▶ DESCRIPTION OF THE TASK
The lines to find are those in the entries that hold the word "chars"; copy every one of them.

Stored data
= = = = = = =

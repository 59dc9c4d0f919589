//! Field-level invariant checks for the join entities and Power updates.
//!
//! Checks run before any row is written and short-circuit on the first
//! failing field; the message of that failure is what the API surfaces.
//! Foreign-key existence is checked in the repositories, inside the same
//! transaction as the insert, and reported through the same error type.

use thiserror::Error;

pub const ALLOWED_STRENGTHS: [&str; 3] = ["Strong", "Weak", "Average"];

pub const MIN_DESCRIPTION_LEN: usize = 20;

#[derive(Debug, Clone, PartialEq, Eq, Error)]
pub enum ValidationError {
    #[error("Strength must be one of the following values: 'Strong', 'Weak', 'Average'.")]
    InvalidStrength,

    #[error("Rating must be between 1 and 5.")]
    RatingOutOfRange,

    #[error("Description must be at least 20 characters long.")]
    DescriptionTooShort,

    #[error("Hero does not exist.")]
    UnknownHero,

    #[error("Power does not exist.")]
    UnknownPower,

    #[error("Episode does not exist.")]
    UnknownEpisode,

    #[error("Guest does not exist.")]
    UnknownGuest,
}

/// Case-sensitive membership check against the allowed strength set.
pub fn validate_strength(value: &str) -> Result<&str, ValidationError> {
    if ALLOWED_STRENGTHS.contains(&value) {
        Ok(value)
    } else {
        Err(ValidationError::InvalidStrength)
    }
}

pub fn validate_rating(value: i32) -> Result<i32, ValidationError> {
    if (1..=5).contains(&value) {
        Ok(value)
    } else {
        Err(ValidationError::RatingOutOfRange)
    }
}

/// Length is counted in characters, not bytes.
pub fn validate_description(value: &str) -> Result<&str, ValidationError> {
    if value.chars().count() < MIN_DESCRIPTION_LEN {
        Err(ValidationError::DescriptionTooShort)
    } else {
        Ok(value)
    }
}

#[cfg(test)]
mod tests {
    use super::*;

    #[test]
    fn test_validate_strength() {
        assert!(validate_strength("Strong").is_ok());
        assert!(validate_strength("Weak").is_ok());
        assert!(validate_strength("Average").is_ok());
        assert_eq!(
            validate_strength("strong"),
            Err(ValidationError::InvalidStrength)
        );
        assert_eq!(
            validate_strength("Mediocre"),
            Err(ValidationError::InvalidStrength)
        );
        assert_eq!(validate_strength(""), Err(ValidationError::InvalidStrength));
    }

    #[test]
    fn test_validate_rating_boundaries() {
        assert_eq!(validate_rating(0), Err(ValidationError::RatingOutOfRange));
        assert!(validate_rating(1).is_ok());
        assert!(validate_rating(3).is_ok());
        assert!(validate_rating(5).is_ok());
        assert_eq!(validate_rating(6), Err(ValidationError::RatingOutOfRange));
        assert_eq!(validate_rating(-4), Err(ValidationError::RatingOutOfRange));
    }

    #[test]
    fn test_validate_description() {
        assert_eq!(
            validate_description("too short"),
            Err(ValidationError::DescriptionTooShort)
        );
        // Exactly 20 characters is accepted.
        assert!(validate_description("exactly--20--chars!!").is_ok());
        assert!(validate_description("gives the wielder super-human strengths").is_ok());
        // Multi-byte characters count once each.
        assert!(validate_description("ヒーローはとても強い力を持っているのです").is_ok());
    }

    #[test]
    fn test_error_messages_match_api_contract() {
        assert_eq!(
            ValidationError::DescriptionTooShort.to_string(),
            "Description must be at least 20 characters long."
        );
        assert_eq!(
            ValidationError::InvalidStrength.to_string(),
            "Strength must be one of the following values: 'Strong', 'Weak', 'Average'."
        );
        assert_eq!(
            ValidationError::RatingOutOfRange.to_string(),
            "Rating must be between 1 and 5."
        );
        assert_eq!(ValidationError::UnknownHero.to_string(), "Hero does not exist.");
    }
}
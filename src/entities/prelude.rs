pub use super::appearance::Entity as Appearance;
pub use super::episode::Entity as Episode;
pub use super::guest::Entity as Guest;
pub use super::hero::Entity as Hero;
pub use super::hero_power::Entity as HeroPower;
pub use super::power::Entity as Power;
use crate::db::StoreError;
use crate::entities::{appearance, episode, guest, prelude::*};
use sea_orm::{
    ColumnTrait, DatabaseConnection, DbErr, EntityTrait, QueryFilter, QueryOrder, Set,
};

pub struct EpisodeRepository {
    conn: DatabaseConnection,
}

impl EpisodeRepository {
    #[must_use]
    pub const fn new(conn: DatabaseConnection) -> Self {
        Self { conn }
    }

    pub async fn list(&self) -> Result<Vec<episode::Model>, StoreError> {
        let episodes = Episode::find()
            .order_by_asc(episode::Column::Id)
            .all(&self.conn)
            .await?;

        Ok(episodes)
    }

    /// Episode plus its appearances, each resolved to the appearing Guest.
    /// Returns `None` when the episode id is unknown.
    pub async fn get_with_appearances(
        &self,
        id: i32,
    ) -> Result<Option<(episode::Model, Vec<(appearance::Model, guest::Model)>)>, StoreError> {
        let Some(episode) = Episode::find_by_id(id).one(&self.conn).await? else {
            return Ok(None);
        };

        let rows = Appearance::find()
            .filter(appearance::Column::EpisodeId.eq(id))
            .find_also_related(Guest)
            .order_by_asc(appearance::Column::Id)
            .all(&self.conn)
            .await?;

        let mut appearances = Vec::with_capacity(rows.len());
        for (appearance, related) in rows {
            let guest = related.ok_or_else(|| {
                DbErr::RecordNotFound(format!(
                    "guest {} referenced by appearance {} is missing",
                    appearance.guest_id, appearance.id
                ))
            })?;
            appearances.push((appearance, guest));
        }

        Ok(Some((episode, appearances)))
    }

    /// Used by the seeder and tests; episodes have no creation endpoint.
    pub async fn create(&self, date: String, number: i32) -> Result<episode::Model, StoreError> {
        let insert = Episode::insert(episode::ActiveModel {
            date: Set(date),
            number: Set(number),
            ..Default::default()
        })
        .exec(&self.conn)
        .await?;

        let model = Episode::find_by_id(insert.last_insert_id)
            .one(&self.conn)
            .await?
            .ok_or_else(|| DbErr::RecordNotFound("episode row vanished after insert".into()))?;

        Ok(model)
    }
}
use crate::entities::prelude::*;
use sea_orm_migration::prelude::*;
use sea_orm_migration::sea_orm::Schema;

#[derive(DeriveMigrationName)]
pub struct Migration;

#[async_trait::async_trait]
impl MigrationTrait for Migration {
    async fn up(&self, manager: &SchemaManager) -> Result<(), DbErr> {
        let backend = manager.get_database_backend();
        let schema = Schema::new(backend);

        // Parents before join tables so the FK clauses resolve.
        manager
            .create_table(
                schema
                    .create_table_from_entity(Hero)
                    .if_not_exists()
                    .to_owned(),
            )
            .await?;

        manager
            .create_table(
                schema
                    .create_table_from_entity(Power)
                    .if_not_exists()
                    .to_owned(),
            )
            .await?;

        manager
            .create_table(
                schema
                    .create_table_from_entity(HeroPower)
                    .if_not_exists()
                    .to_owned(),
            )
            .await?;

        manager
            .create_table(
                schema
                    .create_table_from_entity(Episode)
                    .if_not_exists()
                    .to_owned(),
            )
            .await?;

        manager
            .create_table(
                schema
                    .create_table_from_entity(Guest)
                    .if_not_exists()
                    .to_owned(),
            )
            .await?;

        manager
            .create_table(
                schema
                    .create_table_from_entity(Appearance)
                    .if_not_exists()
                    .to_owned(),
            )
            .await?;

        Ok(())
    }

    async fn down(&self, manager: &SchemaManager) -> Result<(), DbErr> {
        manager
            .drop_table(Table::drop().table(Appearance).to_owned())
            .await?;
        manager
            .drop_table(Table::drop().table(Guest).to_owned())
            .await?;
        manager
            .drop_table(Table::drop().table(Episode).to_owned())
            .await?;
        manager
            .drop_table(Table::drop().table(HeroPower).to_owned())
            .await?;
        manager
            .drop_table(Table::drop().table(Power).to_owned())
            .await?;
        manager
            .drop_table(Table::drop().table(Hero).to_owned())
            .await?;

        Ok(())
    }
}
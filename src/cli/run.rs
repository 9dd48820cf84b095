//! Single-run command implementation.

use crate::archive::DirSink;
use crate::cli::Cli;
use crate::pipeline;
use crate::utils::plural_count;
use crate::{debug, log};
use anyhow::{Context, Result, bail};

/// Process the input files and emit the archive.
pub fn run(cli: &Cli) -> Result<()> {
    // The HTML input is required; refuse to start without it
    if !cli.html.is_file() {
        bail!("HTML file `{}` not found", cli.html.display());
    }

    let sink = DirSink::new(&cli.output);
    let summary = pipeline::run(&cli.html, cli.js.as_deref(), &cli.archive_name, &sink)
        .context("an error occurred while processing the files")?;

    debug!("extract"; "{} from HTML, {} from JS",
        plural_count(summary.html_functions, "function"),
        plural_count(summary.js_functions, "function"));

    if summary.references_dropped > 0 {
        log!("rewrite"; "no </body> tag in `{}`: {} dropped",
            cli.html.display(),
            plural_count(summary.references_dropped, "script reference"));
    }

    let archived = summary.html_functions + summary.js_functions;
    log!("archive"; "wrote `{}` to {} ({} archived)",
        cli.archive_name,
        cli.output.display(),
        plural_count(archived, "function"));

    Ok(())
}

= = = = = = =

▶ EXERCISE ANSWER
    if value.chars().count() < MIN_DESCRIPTION_LEN {
        assert!(validate_description("exactly--20--chars!!").is_ok());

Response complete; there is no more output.